● TASK ITEM
All that is needed is every line of the listing below that has "RefreshMetrics".

● RECORDS FOR THIS EXERCISE
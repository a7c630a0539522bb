//! Client configuration: API base, project key, and the environment mode derived from the
//! page origin.

// self
use crate::{_prelude::*, error::ConfigError};

/// Header carrying the fixed project key on every request.
pub const PROJECT_KEY_HEADER: &str = "x-blocks-key";

/// Where the embedding page is served from, as far as credential handling is concerned.
///
/// The mode is a pure function of the origin host and decides both credential channels at
/// once: local development attaches a bearer header and skips ambient cookies, deployed
/// origins do the opposite. No request ever carries both.
#[derive(Clone, Copy, Debug, Default, PartialEq, Eq, Hash)]
pub enum EnvironmentMode {
	/// Loopback or `localhost` origin; tokens travel in an `Authorization` header.
	LocalDevelopment,
	/// Any other origin; the ambient cookie jar carries the session.
	#[default]
	Deployed,
}
impl EnvironmentMode {
	/// Derives the mode from an origin URL.
	///
	/// `localhost`, any `*.localhost` subdomain, and the IPv4/IPv6 loopback ranges count as
	/// local development; everything else, unresolvable hosts included, is deployed.
	pub fn detect(origin: &Url) -> Self {
		match origin.host() {
			Some(url::Host::Domain(domain)) => {
				let domain = domain.to_ascii_lowercase();

				if domain == "localhost" || domain.ends_with(".localhost") {
					Self::LocalDevelopment
				} else {
					Self::Deployed
				}
			},
			Some(url::Host::Ipv4(ip)) if ip.is_loopback() => Self::LocalDevelopment,
			Some(url::Host::Ipv6(ip)) if ip.is_loopback() => Self::LocalDevelopment,
			_ => Self::Deployed,
		}
	}

	/// Stable label of this mode.
	pub const fn as_str(&self) -> &'static str {
		match self {
			Self::LocalDevelopment => "local_development",
			Self::Deployed => "deployed",
		}
	}

	/// Whether requests should carry bearer headers instead of ambient cookies.
	pub fn is_local_development(&self) -> bool {
		matches!(self, Self::LocalDevelopment)
	}
}
impl Display for EnvironmentMode {
	fn fmt(&self, f: &mut Formatter) -> FmtResult {
		f.write_str(self.as_str())
	}
}

/// Everything the client needs to address and authenticate API calls.
#[derive(Clone, Debug)]
pub struct ClientConfig {
	/// Base URL relative request targets are joined onto.
	pub api_base: Url,
	/// Origin the embedding page runs on; drives [`Self::mode`].
	pub origin: Url,
	/// Fixed project key attached to every request.
	pub project_key: String,
	/// Target of the token refresh endpoint, resolved like any other request target.
	pub refresh_target: String,
	/// Environment mode derived from [`Self::origin`].
	pub mode: EnvironmentMode,
}
impl ClientConfig {
	/// Refresh endpoint used unless [`Self::with_refresh_target`] overrides it.
	pub const DEFAULT_REFRESH_TARGET: &'static str = "authentication/v1/Token/Refresh";

	/// Creates a configuration whose origin defaults to the API base itself.
	pub fn new(api_base: Url, project_key: impl Into<String>) -> Self {
		let origin = api_base.clone();
		let mode = EnvironmentMode::detect(&origin);

		Self {
			api_base,
			origin,
			project_key: project_key.into(),
			refresh_target: Self::DEFAULT_REFRESH_TARGET.into(),
			mode,
		}
	}

	/// Parses the API base from a string and builds a configuration from it.
	pub fn parse(api_base: &str, project_key: impl Into<String>) -> Result<Self, ConfigError> {
		let api_base = Url::parse(api_base).map_err(|e| ConfigError::InvalidBase { source: e })?;

		Ok(Self::new(api_base, project_key))
	}

	/// Replaces the origin and re-derives the environment mode from it.
	pub fn with_origin(mut self, origin: Url) -> Self {
		self.mode = EnvironmentMode::detect(&origin);
		self.origin = origin;

		self
	}

	/// Replaces the refresh endpoint target.
	pub fn with_refresh_target(mut self, target: impl Into<String>) -> Self {
		self.refresh_target = target.into();

		self
	}

	/// Forces an environment mode, bypassing origin detection.
	pub fn with_environment_mode(mut self, mode: EnvironmentMode) -> Self {
		self.mode = mode;

		self
	}
}
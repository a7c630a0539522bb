//! High-level request executor for the Blocks API.
//!
//! [`BlocksClient`] owns the transport, configuration, and session store so callers can issue
//! typed requests without touching credentials. Every call follows the same protocol: resolve
//! the target against the API base, attach the computed headers, send, then classify the
//! response. A `401` means the session expired; the client refreshes it once and replays the
//! original request once, and any outcome after that replay is final.

pub mod refresh;

pub use refresh::RefreshMetrics;

// crates.io
use reqwest::{
	Method, Response, StatusCode,
	header::{AUTHORIZATION, CONTENT_TYPE, HeaderMap, HeaderName, HeaderValue, IntoHeaderName},
};
use serde_json::Value;
// self
use crate::{
	_prelude::*,
	config::{ClientConfig, PROJECT_KEY_HEADER},
	error::{ApiError, ConfigError, TransportError},
	http::HttpTransport,
	obs::{self, CallKind, CallOutcome, CallSpan},
	session::{SessionSnapshot, SessionStore},
};

/// One API call: the target, method, and caller-supplied header overrides.
#[derive(Clone, Debug)]
pub struct ApiRequest {
	/// Absolute URL or base-relative path identifying the endpoint.
	pub target: String,
	/// HTTP method the endpoint expects.
	pub method: Method,
	/// Caller-supplied headers; these win over every computed header on collision.
	pub headers: HeaderMap,
}
impl ApiRequest {
	/// Creates a GET request for the target.
	pub fn get(target: impl Into<String>) -> Self {
		Self { target: target.into(), method: Method::GET, headers: HeaderMap::new() }
	}

	/// Adds a header override, replacing the computed value of the same name.
	pub fn with_header(mut self, name: impl IntoHeaderName, value: HeaderValue) -> Self {
		self.headers.insert(name, value);

		self
	}
}

/// Executes authenticated requests against the Blocks API.
///
/// The session store is consulted afresh before every attempt, so a token written by a
/// concurrent refresh is picked up without coordination. The client never holds a lock
/// across a request.
#[derive(Clone)]
pub struct BlocksClient {
	/// Addressing, project key, and environment mode applied to every request.
	pub config: ClientConfig,
	/// Session store read before each attempt and updated after a refresh.
	pub store: Arc<dyn SessionStore>,
	/// Shared metrics recorder for session refresh outcomes.
	pub refresh_metrics: Arc<RefreshMetrics>,
	transport: HttpTransport,
}
impl BlocksClient {
	/// Creates a client whose transport matches the configured environment mode.
	pub fn new(config: ClientConfig, store: Arc<dyn SessionStore>) -> Result<Self> {
		let transport = HttpTransport::for_mode(config.mode)?;

		Ok(Self::with_http_client(config, store, transport))
	}

	/// Creates a client that reuses a caller-provided transport.
	pub fn with_http_client(
		config: ClientConfig,
		store: Arc<dyn SessionStore>,
		transport: HttpTransport,
	) -> Self {
		Self { config, store, refresh_metrics: Default::default(), transport }
	}

	/// Sends a GET request to the target and decodes the response body.
	pub async fn get<T>(&self, target: impl Into<String>) -> Result<T>
	where
		T: DeserializeOwned,
	{
		self.request(&ApiRequest::get(target)).await
	}

	/// Executes a request end to end, recovering an expired session at most once.
	pub async fn request<T>(&self, request: &ApiRequest) -> Result<T>
	where
		T: DeserializeOwned,
	{
		const KIND: CallKind = CallKind::Request;

		let span = CallSpan::new(KIND, "request");

		obs::record_call_outcome(KIND, CallOutcome::Attempt);

		let result = span.instrument(self.classify_first_attempt(request)).await;

		match &result {
			Ok(_) => obs::record_call_outcome(KIND, CallOutcome::Success),
			Err(_) => obs::record_call_outcome(KIND, CallOutcome::Failure),
		}

		result
	}

	async fn classify_first_attempt<T>(&self, request: &ApiRequest) -> Result<T>
	where
		T: DeserializeOwned,
	{
		let response = self.dispatch(request).await?;
		let status = response.status();

		if status.is_success() {
			return Self::decode(response).await;
		}
		if status == StatusCode::UNAUTHORIZED {
			// The expired attempt's body is dropped; recovery re-derives the outcome.
			return self.recover_unauthorized(request).await;
		}

		Err(Self::application_error(response).await)
	}

	/// Resolves the request target, attaches the computed headers from a fresh session
	/// snapshot, and sends it over the wire.
	pub(crate) async fn dispatch(&self, request: &ApiRequest) -> Result<Response> {
		let url = self.resolve_target(&request.target)?;
		let snapshot = self.store.snapshot();
		let headers = self.build_headers(&snapshot, &request.headers)?;

		Ok(self
			.transport
			.request(request.method.clone(), url)
			.headers(headers)
			.send()
			.await
			.map_err(TransportError::from)?)
	}

	/// Resolves a target into an absolute URL.
	///
	/// Targets that already name a scheme pass through untouched. Anything else joins the
	/// configured API base with exactly one slash, however many either side carries.
	pub(crate) fn resolve_target(&self, target: &str) -> Result<Url, TransportError> {
		if target.starts_with("http") {
			return Ok(Url::parse(target)?);
		}

		let base = self.config.api_base.as_str().trim_end_matches('/');
		let path = target.trim_start_matches('/');

		Ok(Url::parse(&format!("{base}/{path}"))?)
	}

	/// Computes the headers for one attempt.
	///
	/// JSON content type and the project key are always present. The bearer header appears
	/// only in local development mode and only when the snapshot holds an access token.
	/// Caller overrides land last and win on collision.
	pub(crate) fn build_headers(
		&self,
		snapshot: &SessionSnapshot,
		overrides: &HeaderMap,
	) -> Result<HeaderMap, ConfigError> {
		let mut headers = HeaderMap::new();

		headers.insert(CONTENT_TYPE, HeaderValue::from_static("application/json"));
		headers.insert(
			HeaderName::from_static(PROJECT_KEY_HEADER),
			HeaderValue::from_str(&self.config.project_key)
				.map_err(|e| ConfigError::InvalidHeaderValue { name: PROJECT_KEY_HEADER, source: e })?,
		);

		if self.config.mode.is_local_development()
			&& let Some(token) = snapshot.access_token.as_ref()
		{
			let value = HeaderValue::from_str(&format!("Bearer {}", token.expose()))
				.map_err(|e| ConfigError::InvalidHeaderValue { name: "authorization", source: e })?;

			headers.insert(AUTHORIZATION, value);
		}
		for (name, value) in overrides {
			headers.insert(name, value.clone());
		}

		Ok(headers)
	}

	/// Decodes a success body into the caller's type.
	pub(crate) async fn decode<T>(response: Response) -> Result<T>
	where
		T: DeserializeOwned,
	{
		let bytes = response.bytes().await.map_err(TransportError::from)?;
		let mut deserializer = serde_json::Deserializer::from_slice(&bytes);

		Ok(serde_path_to_error::deserialize(&mut deserializer)
			.map_err(|e| TransportError::Decode { source: e })?)
	}

	/// Turns a non-success response into the error the caller sees, keeping the server's
	/// status and parsed body together.
	pub(crate) async fn application_error(response: Response) -> Error {
		let status = response.status().as_u16();

		match Self::decode::<Value>(response).await {
			Ok(body) => ApiError::new(status, body).into(),
			Err(e) => e,
		}
	}
}
impl Debug for BlocksClient {
	fn fmt(&self, f: &mut Formatter) -> FmtResult {
		f.debug_struct("BlocksClient")
			.field("config", &self.config)
			.field("refresh_metrics", &self.refresh_metrics)
			.finish()
	}
}

#[cfg(test)]
mod tests {
	// self
	use super::*;
	use crate::{_preludet::*, config::EnvironmentMode, session::TokenSecret};

	fn snapshot(access: Option<&str>, refresh: Option<&str>) -> SessionSnapshot {
		SessionSnapshot {
			access_token: access.map(TokenSecret::new),
			refresh_token: refresh.map(TokenSecret::new),
		}
	}

	fn local_client() -> BlocksClient {
		build_test_client("http://localhost:8080/api/").0
	}

	#[test]
	fn relative_targets_join_with_exactly_one_slash() {
		let client = local_client();
		let targets = ["demo/v1/Widget/Get", "/demo/v1/Widget/Get", "///demo/v1/Widget/Get"];

		for target in targets {
			let url = client.resolve_target(target).expect("Target should resolve.");

			assert_eq!(url.as_str(), "http://localhost:8080/api/demo/v1/Widget/Get", "{target}");
		}
	}

	#[test]
	fn absolute_targets_pass_through() {
		let client = local_client();
		let url = client
			.resolve_target("https://elsewhere.example/demo/v1/Widget/Get")
			.expect("Target should resolve.");

		assert_eq!(url.as_str(), "https://elsewhere.example/demo/v1/Widget/Get");
	}

	#[test]
	fn development_mode_attaches_bearer_only_with_a_token() {
		let client = local_client();
		let headers = client
			.build_headers(&snapshot(Some("token-123"), None), &HeaderMap::new())
			.expect("Headers should build.");

		assert_eq!(
			headers.get(AUTHORIZATION).and_then(|v| v.to_str().ok()),
			Some("Bearer token-123")
		);
		assert_eq!(
			headers.get(CONTENT_TYPE).and_then(|v| v.to_str().ok()),
			Some("application/json")
		);
		assert_eq!(
			headers.get(PROJECT_KEY_HEADER).and_then(|v| v.to_str().ok()),
			Some(TEST_PROJECT_KEY)
		);

		let headers = client
			.build_headers(&snapshot(None, Some("refresh")), &HeaderMap::new())
			.expect("Headers should build.");

		assert!(headers.get(AUTHORIZATION).is_none());
	}

	#[test]
	fn deployed_mode_never_attaches_bearer() {
		let config = ClientConfig::parse("http://localhost:8080/api/", TEST_PROJECT_KEY)
			.expect("API base fixture should parse.")
			.with_environment_mode(EnvironmentMode::Deployed);
		let (client, _) = build_test_client_with(config);
		let headers = client
			.build_headers(&snapshot(Some("token-123"), Some("refresh")), &HeaderMap::new())
			.expect("Headers should build.");

		assert!(headers.get(AUTHORIZATION).is_none());
		assert!(headers.get(PROJECT_KEY_HEADER).is_some());
	}

	#[test]
	fn dispatch_headers_follow_the_store() {
		let (client, store) = build_test_client("http://localhost:8080/api/");

		seed_session(&store, Some("seeded-token"), None);

		let headers = client
			.build_headers(&store.snapshot(), &HeaderMap::new())
			.expect("Headers should build.");

		assert_eq!(
			headers.get(AUTHORIZATION).and_then(|v| v.to_str().ok()),
			Some("Bearer seeded-token")
		);
	}

	#[test]
	fn overrides_win_on_collision() {
		let client = local_client();
		let mut overrides = HeaderMap::new();

		overrides.insert(CONTENT_TYPE, HeaderValue::from_static("application/vnd.blocks+json"));

		let headers = client
			.build_headers(&snapshot(Some("token-123"), None), &overrides)
			.expect("Headers should build.");

		assert_eq!(
			headers.get(CONTENT_TYPE).and_then(|v| v.to_str().ok()),
			Some("application/vnd.blocks+json")
		);
		assert_eq!(
			headers.get(AUTHORIZATION).and_then(|v| v.to_str().ok()),
			Some("Bearer token-123")
		);
	}
}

● PROBLEM SOLUTION
pub use refresh::RefreshMetrics;
	pub refresh_metrics: Arc<RefreshMetrics>,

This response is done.